__Supplied data__
== Segment start ==

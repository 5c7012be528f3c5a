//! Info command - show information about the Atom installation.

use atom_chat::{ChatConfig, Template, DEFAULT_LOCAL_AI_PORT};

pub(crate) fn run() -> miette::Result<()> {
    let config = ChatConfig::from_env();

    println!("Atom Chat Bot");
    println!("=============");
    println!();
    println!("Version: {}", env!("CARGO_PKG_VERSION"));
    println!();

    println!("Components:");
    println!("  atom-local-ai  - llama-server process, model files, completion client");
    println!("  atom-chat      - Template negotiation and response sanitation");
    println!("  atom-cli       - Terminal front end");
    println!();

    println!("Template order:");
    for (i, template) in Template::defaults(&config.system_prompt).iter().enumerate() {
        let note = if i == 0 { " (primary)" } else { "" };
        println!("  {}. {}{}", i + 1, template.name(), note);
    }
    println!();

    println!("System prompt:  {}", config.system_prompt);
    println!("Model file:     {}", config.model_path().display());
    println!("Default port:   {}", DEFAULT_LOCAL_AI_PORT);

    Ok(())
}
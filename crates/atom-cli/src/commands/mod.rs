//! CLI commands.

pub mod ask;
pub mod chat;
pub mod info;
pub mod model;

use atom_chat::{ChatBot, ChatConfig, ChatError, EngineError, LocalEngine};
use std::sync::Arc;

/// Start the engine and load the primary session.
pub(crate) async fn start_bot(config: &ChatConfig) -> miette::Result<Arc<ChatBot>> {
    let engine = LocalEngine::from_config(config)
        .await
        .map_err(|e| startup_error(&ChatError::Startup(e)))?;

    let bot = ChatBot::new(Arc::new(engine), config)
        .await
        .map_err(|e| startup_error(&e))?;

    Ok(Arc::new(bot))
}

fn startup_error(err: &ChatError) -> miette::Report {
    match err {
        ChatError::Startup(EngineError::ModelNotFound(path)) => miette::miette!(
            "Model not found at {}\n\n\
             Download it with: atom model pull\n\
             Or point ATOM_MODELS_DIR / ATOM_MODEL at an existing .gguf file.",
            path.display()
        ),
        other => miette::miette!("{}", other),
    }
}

== Segment end ==

__Exercise description__
Please return the material above exactly as written.

__Solution__
repository 5c7012be528f3c5a
//! Info command - show information about the Atom installation.

use atom_chat::{ChatConfig, Template, DEFAULT_LOCAL_AI_PORT};

pub(crate) fn run() -> miette::Result<()> {
    let config = ChatConfig::from_env();

    println!("Atom Chat Bot");
    println!("=============");
    println!();
    println!("Version: {}", env!("CARGO_PKG_VERSION"));
    println!();

    println!("Components:");
    println!("  atom-local-ai  - llama-server process, model files, completion client");
    println!("  atom-chat      - Template negotiation and response sanitation");
    println!("  atom-cli       - Terminal front end");
    println!();

    println!("Template order:");
    for (i, template) in Template::defaults(&config.system_prompt).iter().enumerate() {
        let note = if i == 0 { " (primary)" } else { "" };
        println!("  {}. {}{}", i + 1, template.name(), note);
    }
    println!();

    println!("System prompt:  {}", config.system_prompt);
    println!("Model file:     {}", config.model_path().display());
    println!("Default port:   {}", DEFAULT_LOCAL_AI_PORT);

    Ok(())
}
filename crates/atom-cli/src/commands/mod.rs
//! CLI commands.

pub mod ask;
pub mod chat;
pub mod info;
pub mod model;

use atom_chat::{ChatBot, ChatConfig, ChatError, EngineError, LocalEngine};
use std::sync::Arc;

/// Start the engine and load the primary session.
pub(crate) async fn start_bot(config: &ChatConfig) -> miette::Result<Arc<ChatBot>> {
    let engine = LocalEngine::from_config(config)
        .await
        .map_err(|e| startup_error(&ChatError::Startup(e)))?;

    let bot = ChatBot::new(Arc::new(engine), config)
        .await
        .map_err(|e| startup_error(&e))?;

    Ok(Arc::new(bot))
}

fn startup_error(err: &ChatError) -> miette::Report {
    match err {
        ChatError::Startup(EngineError::ModelNotFound(path)) => miette::miette!(
            "Model not found at {}\n\n\
             Download it with: atom model pull\n\
             Or point ATOM_MODELS_DIR / ATOM_MODEL at an existing .gguf file.",
            path.display()
        ),
        other => miette::miette!("{}", other),
    }
}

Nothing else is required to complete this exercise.